Saved entries:
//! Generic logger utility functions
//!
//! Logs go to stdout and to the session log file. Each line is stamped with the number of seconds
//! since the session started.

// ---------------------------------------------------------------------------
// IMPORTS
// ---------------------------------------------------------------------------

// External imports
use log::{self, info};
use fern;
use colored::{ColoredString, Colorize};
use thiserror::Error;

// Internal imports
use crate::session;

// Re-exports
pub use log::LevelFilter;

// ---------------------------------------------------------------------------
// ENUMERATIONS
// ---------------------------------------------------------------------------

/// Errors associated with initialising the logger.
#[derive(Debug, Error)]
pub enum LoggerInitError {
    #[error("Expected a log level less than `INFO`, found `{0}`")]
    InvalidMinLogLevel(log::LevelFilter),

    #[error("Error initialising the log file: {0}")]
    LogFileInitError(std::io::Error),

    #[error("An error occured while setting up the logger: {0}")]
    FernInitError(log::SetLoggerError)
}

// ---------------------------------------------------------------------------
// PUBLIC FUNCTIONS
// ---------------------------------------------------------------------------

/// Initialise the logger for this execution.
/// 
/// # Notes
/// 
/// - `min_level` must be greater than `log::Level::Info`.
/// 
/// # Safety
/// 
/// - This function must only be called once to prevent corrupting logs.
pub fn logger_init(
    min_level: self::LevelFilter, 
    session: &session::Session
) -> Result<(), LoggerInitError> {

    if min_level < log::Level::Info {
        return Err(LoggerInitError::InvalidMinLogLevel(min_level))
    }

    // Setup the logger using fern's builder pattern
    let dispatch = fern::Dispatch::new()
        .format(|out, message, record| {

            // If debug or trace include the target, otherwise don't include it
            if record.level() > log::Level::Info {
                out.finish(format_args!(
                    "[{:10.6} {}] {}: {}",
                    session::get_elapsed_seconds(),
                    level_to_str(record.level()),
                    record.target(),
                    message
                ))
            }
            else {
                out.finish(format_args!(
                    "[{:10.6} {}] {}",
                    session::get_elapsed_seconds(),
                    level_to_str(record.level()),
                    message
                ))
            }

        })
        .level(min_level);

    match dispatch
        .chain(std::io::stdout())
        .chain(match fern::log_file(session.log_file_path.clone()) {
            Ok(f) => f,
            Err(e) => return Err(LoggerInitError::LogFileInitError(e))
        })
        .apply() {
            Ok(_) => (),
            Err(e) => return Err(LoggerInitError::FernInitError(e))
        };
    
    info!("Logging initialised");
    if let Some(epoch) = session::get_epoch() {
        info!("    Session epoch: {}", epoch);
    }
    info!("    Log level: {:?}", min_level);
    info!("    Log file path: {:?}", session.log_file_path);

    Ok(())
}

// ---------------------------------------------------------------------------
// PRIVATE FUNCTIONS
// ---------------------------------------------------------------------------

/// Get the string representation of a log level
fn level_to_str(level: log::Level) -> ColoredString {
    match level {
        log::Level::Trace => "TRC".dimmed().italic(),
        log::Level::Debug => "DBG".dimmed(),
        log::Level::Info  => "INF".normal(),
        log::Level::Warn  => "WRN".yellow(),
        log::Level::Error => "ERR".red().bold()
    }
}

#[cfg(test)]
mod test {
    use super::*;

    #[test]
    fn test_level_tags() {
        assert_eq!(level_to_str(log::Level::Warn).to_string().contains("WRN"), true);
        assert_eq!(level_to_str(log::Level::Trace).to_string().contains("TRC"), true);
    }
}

* Task description *
The data above should be reproduced in full, word for word.

* Answer for the task *
//! Generic logger utility functions
//!
//! Logs go to stdout and to the session log file. Each line is stamped with the number of seconds
//! since the session started.

// ---------------------------------------------------------------------------
// IMPORTS
// ---------------------------------------------------------------------------

// External imports
use log::{self, info};
use fern;
use colored::{ColoredString, Colorize};
use thiserror::Error;

// Internal imports
use crate::session;

// Re-exports
pub use log::LevelFilter;

// ---------------------------------------------------------------------------
// ENUMERATIONS
// ---------------------------------------------------------------------------

/// Errors associated with initialising the logger.
#[derive(Debug, Error)]
pub enum LoggerInitError {
    #[error("Expected a log level less than `INFO`, found `{0}`")]
    InvalidMinLogLevel(log::LevelFilter),

    #[error("Error initialising the log file: {0}")]
    LogFileInitError(std::io::Error),

    #[error("An error occured while setting up the logger: {0}")]
    FernInitError(log::SetLoggerError)
}

// ---------------------------------------------------------------------------
// PUBLIC FUNCTIONS
// ---------------------------------------------------------------------------

/// Initialise the logger for this execution.
/// 
/// # Notes
/// 
/// - `min_level` must be greater than `log::Level::Info`.
/// 
/// # Safety
/// 
/// - This function must only be called once to prevent corrupting logs.
pub fn logger_init(
    min_level: self::LevelFilter, 
    session: &session::Session
) -> Result<(), LoggerInitError> {

    if min_level < log::Level::Info {
        return Err(LoggerInitError::InvalidMinLogLevel(min_level))
    }

    // Setup the logger using fern's builder pattern
    let dispatch = fern::Dispatch::new()
        .format(|out, message, record| {

            // If debug or trace include the target, otherwise don't include it
            if record.level() > log::Level::Info {
                out.finish(format_args!(
                    "[{:10.6} {}] {}: {}",
                    session::get_elapsed_seconds(),
                    level_to_str(record.level()),
                    record.target(),
                    message
                ))
            }
            else {
                out.finish(format_args!(
                    "[{:10.6} {}] {}",
                    session::get_elapsed_seconds(),
                    level_to_str(record.level()),
                    message
                ))
            }

        })
        .level(min_level);

    match dispatch
        .chain(std::io::stdout())
        .chain(match fern::log_file(session.log_file_path.clone()) {
            Ok(f) => f,
            Err(e) => return Err(LoggerInitError::LogFileInitError(e))
        })
        .apply() {
            Ok(_) => (),
            Err(e) => return Err(LoggerInitError::FernInitError(e))
        };
    
    info!("Logging initialised");
    if let Some(epoch) = session::get_epoch() {
        info!("    Session epoch: {}", epoch);
    }
    info!("    Log level: {:?}", min_level);
    info!("    Log file path: {:?}", session.log_file_path);

    Ok(())
}

// ---------------------------------------------------------------------------
// PRIVATE FUNCTIONS
// ---------------------------------------------------------------------------

/// Get the string representation of a log level
fn level_to_str(level: log::Level) -> ColoredString {
    match level {
        log::Level::Trace => "TRC".dimmed().italic(),
        log::Level::Debug => "DBG".dimmed(),
        log::Level::Info  => "INF".normal(),
        log::Level::Warn  => "WRN".yellow(),
        log::Level::Error => "ERR".red().bold()
    }
}

#[cfg(test)]
mod test {
    use super::*;

    #[test]
    fn test_level_tags() {
        assert_eq!(level_to_str(log::Level::Warn).to_string().contains("WRN"), true);
        assert_eq!(level_to_str(log::Level::Trace).to_string().contains("TRC"), true);
    }
}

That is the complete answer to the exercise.